TASK TO COMPLETE -
Within these records, how many lines hold "lock"? Give the number alone.

Collected data entries -
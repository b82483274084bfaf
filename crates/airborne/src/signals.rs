//! Signal handling for graceful shutdown.

use tokio::signal;
use tracing::info;

/// Waits for a termination signal (SIGINT or SIGTERM on Unix, Ctrl+C on
/// Windows) and logs it.
pub async fn wait_for_shutdown_signal() -> std::io::Result<()> {
    wait_for_shutdown_signal_silent().await?;
    info!("📡 Received shutdown signal - initiating graceful shutdown");
    Ok(())
}

/// Like [`wait_for_shutdown_signal`] without logging.
pub async fn wait_for_shutdown_signal_silent() -> std::io::Result<()> {
    #[cfg(unix)]
    {
        use signal::unix::{signal, SignalKind};

        let mut sigint = signal(SignalKind::interrupt())?;
        let mut sigterm = signal(SignalKind::terminate())?;

        tokio::select! {
            _ = sigint.recv() => (),
            _ = sigterm.recv() => ()
        }
    }

    #[cfg(windows)]
    signal::ctrl_c().await?;

    Ok(())
}
impl fmt::Debug for MessageQueue {
    fn fmt(&self, f: &mut fmt::Formatter<'_>) -> fmt::Result {
        f.debug_struct("MessageQueue")
            .field("pending", &self.pending_count())
            .field("topics", &self.subscribers.len())
            .finish()
    }
}

#[cfg(test)]
mod tests {
    use super::*;
    use std::sync::atomic::{AtomicUsize, Ordering};

    fn counter_handler(counter: &Arc<AtomicUsize>) -> impl Fn(&Message) -> Result<(), EventError> {
        let counter = counter.clone();
        move |_| {
            counter.fetch_add(1, Ordering::SeqCst);
            Ok(())
        }
    }

    fn fuel_message(sender: &str) -> Message {
        Message::new(sender, MessageTopic::FuelState, MessageData::Empty)
    }

    #[test]
    fn test_topic_names_round_trip() {
        assert_eq!(MessageTopic::ControlInput.to_string(), "flight.control_input");
        assert_eq!("system.fuel.state".parse::<MessageTopic>().unwrap(), MessageTopic::FuelState);
        assert_eq!(
            MessageTopic::custom("weather.cloud_layer"),
            MessageTopic::Custom(CompactString::from("weather.cloud_layer"))
        );
        let json = serde_json::to_string(&MessageTopic::GearPosition).unwrap();
        assert_eq!(json, "\"flight.gear.position\"");
    }

    #[test]
    fn test_publish_does_not_dispatch() {
        let queue = MessageQueue::new();
        let counter = Arc::new(AtomicUsize::new(0));
        queue.subscribe(MessageTopic::FuelState, "fuel", counter_handler(&counter));

        queue.publish(fuel_message("engine"));

        assert_eq!(counter.load(Ordering::SeqCst), 0);
        assert_eq!(queue.pending_count(), 1);
    }

    #[test]
    fn test_process_respects_budget_and_carries_over() {
        let queue = MessageQueue::new();
        let counter = Arc::new(AtomicUsize::new(0));
        queue.subscribe(MessageTopic::FuelState, "fuel", counter_handler(&counter));

        for _ in 0..250 {
            queue.publish(fuel_message("engine"));
        }

        assert_eq!(queue.process(DEFAULT_MESSAGE_BUDGET), 100);
        assert_eq!(queue.pending_count(), 150);
        assert_eq!(queue.process(DEFAULT_MESSAGE_BUDGET), 100);
        assert_eq!(queue.process(DEFAULT_MESSAGE_BUDGET), 50);
        assert_eq!(queue.process(DEFAULT_MESSAGE_BUDGET), 0);
        assert_eq!(counter.load(Ordering::SeqCst), 250);
    }

    #[test]
    fn test_fifo_order() {
        let queue = MessageQueue::new();
        let seen = Arc::new(Mutex::new(Vec::new()));
        let sink = seen.clone();
        queue.subscribe(MessageTopic::FuelState, "fuel", move |m| {
            sink.lock().unwrap().push(m.sender.clone());
            Ok(())
        });

        queue.publish(fuel_message("a").with_priority(MessagePriority::Low));
        queue.publish(fuel_message("b").with_priority(MessagePriority::Critical));
        queue.publish(fuel_message("c"));
        queue.process(10);

        assert_eq!(*seen.lock().unwrap(), vec!["a", "b", "c"]);
    }

    #[test]
    fn test_recipient_filter() {
        let queue = MessageQueue::new();
        let engine = Arc::new(AtomicUsize::new(0));
        let cabin = Arc::new(AtomicUsize::new(0));
        queue.subscribe(MessageTopic::FuelState, "engine", counter_handler(&engine));
        queue.subscribe(MessageTopic::FuelState, "cabin", counter_handler(&cabin));

        queue.publish(fuel_message("fuel").with_recipients(Recipients::from_list(["engine"])));
        queue.publish(fuel_message("fuel").with_recipients(Recipients::from_list(["*"])));
        queue.process(10);

        assert_eq!(engine.load(Ordering::SeqCst), 2);
        assert_eq!(cabin.load(Ordering::SeqCst), 1);
    }

    #[test]
    fn test_failing_and_panicking_handlers_do_not_stop_drain() {
        let queue = MessageQueue::new();
        let counter = Arc::new(AtomicUsize::new(0));
        queue.subscribe(MessageTopic::FuelState, "broken", |_| {
            Err(EventError::HandlerExecutionFailed("sensor offline".into()))
        });
        queue.subscribe(MessageTopic::FuelState, "panicky", |_| panic!("gauge exploded"));
        queue.subscribe(MessageTopic::FuelState, "healthy", counter_handler(&counter));

        queue.publish(fuel_message("a"));
        queue.publish(fuel_message("b"));

        assert_eq!(queue.process(10), 2);
        assert_eq!(counter.load(Ordering::SeqCst), 2);
    }

    #[test]
    fn test_handler_publishing_during_drain() {
        let queue = Arc::new(MessageQueue::new());
        let inner = queue.clone();
        queue.subscribe(MessageTopic::FuelState, "relay", move |_| {
            inner.publish(Message::new("relay", MessageTopic::EngineState, MessageData::Empty));
            Ok(())
        });

        queue.publish(fuel_message("a"));
        assert_eq!(queue.process(10), 2);
        assert_eq!(queue.pending_count(), 0);
    }

    #[test]
    fn test_unsubscribe_and_counts() {
        let queue = MessageQueue::new();
        let counter = Arc::new(AtomicUsize::new(0));
        let id = queue.subscribe(MessageTopic::FuelState, "fuel", counter_handler(&counter));
        queue.subscribe(MessageTopic::EngineState, "fuel", counter_handler(&counter));
        assert_eq!(queue.subscriber_count(&MessageTopic::FuelState), 1);

        assert!(queue.unsubscribe(&MessageTopic::FuelState, id));
        assert!(!queue.unsubscribe(&MessageTopic::FuelState, id));
        assert_eq!(queue.subscriber_count(&MessageTopic::FuelState), 0);

        assert_eq!(queue.unsubscribe_all("fuel"), 1);
        assert_eq!(queue.subscriber_count(&MessageTopic::EngineState), 0);
    }

    #[test]
    fn test_sink_delivery() {
        struct Recorder(Vec<String>);
        impl MessageSink for Recorder {
            fn deliver(&mut self, subscriber: &str, message: &Message) {
                self.0.push(format!("{subscriber}:{}", message.topic));
            }
        }

        let queue = MessageQueue::new();
        queue.subscribe_sink(MessageTopic::GearPosition, "gear");
        queue.publish(Message::new("cockpit", MessageTopic::GearPosition, MessageData::Empty));

        let mut recorder = Recorder(Vec::new());
        queue.process_with(5, &mut recorder);

        assert_eq!(recorder.0, vec!["gear:flight.gear.position"]);
    }

    #[test]
    fn test_payload_serde_shape() {
        let data = MessageData::ControlInput {
            control: "elevator".into(),
            value: -0.25,
        };
        let value = serde_json::to_value(&data).unwrap();
        assert_eq!(value["kind"], "control_input");
        assert_eq!(value["control"], "elevator");
    }

    #[test]
    fn test_clear() {
        let queue = MessageQueue::new();
        queue.subscribe_sink(MessageTopic::FuelState, "fuel");
        queue.publish(fuel_message("a"));
        queue.clear();
        assert_eq!(queue.pending_count(), 0);
        assert_eq!(queue.subscriber_count(&MessageTopic::FuelState), 0);
    }
}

EXPECTED ANSWER -
2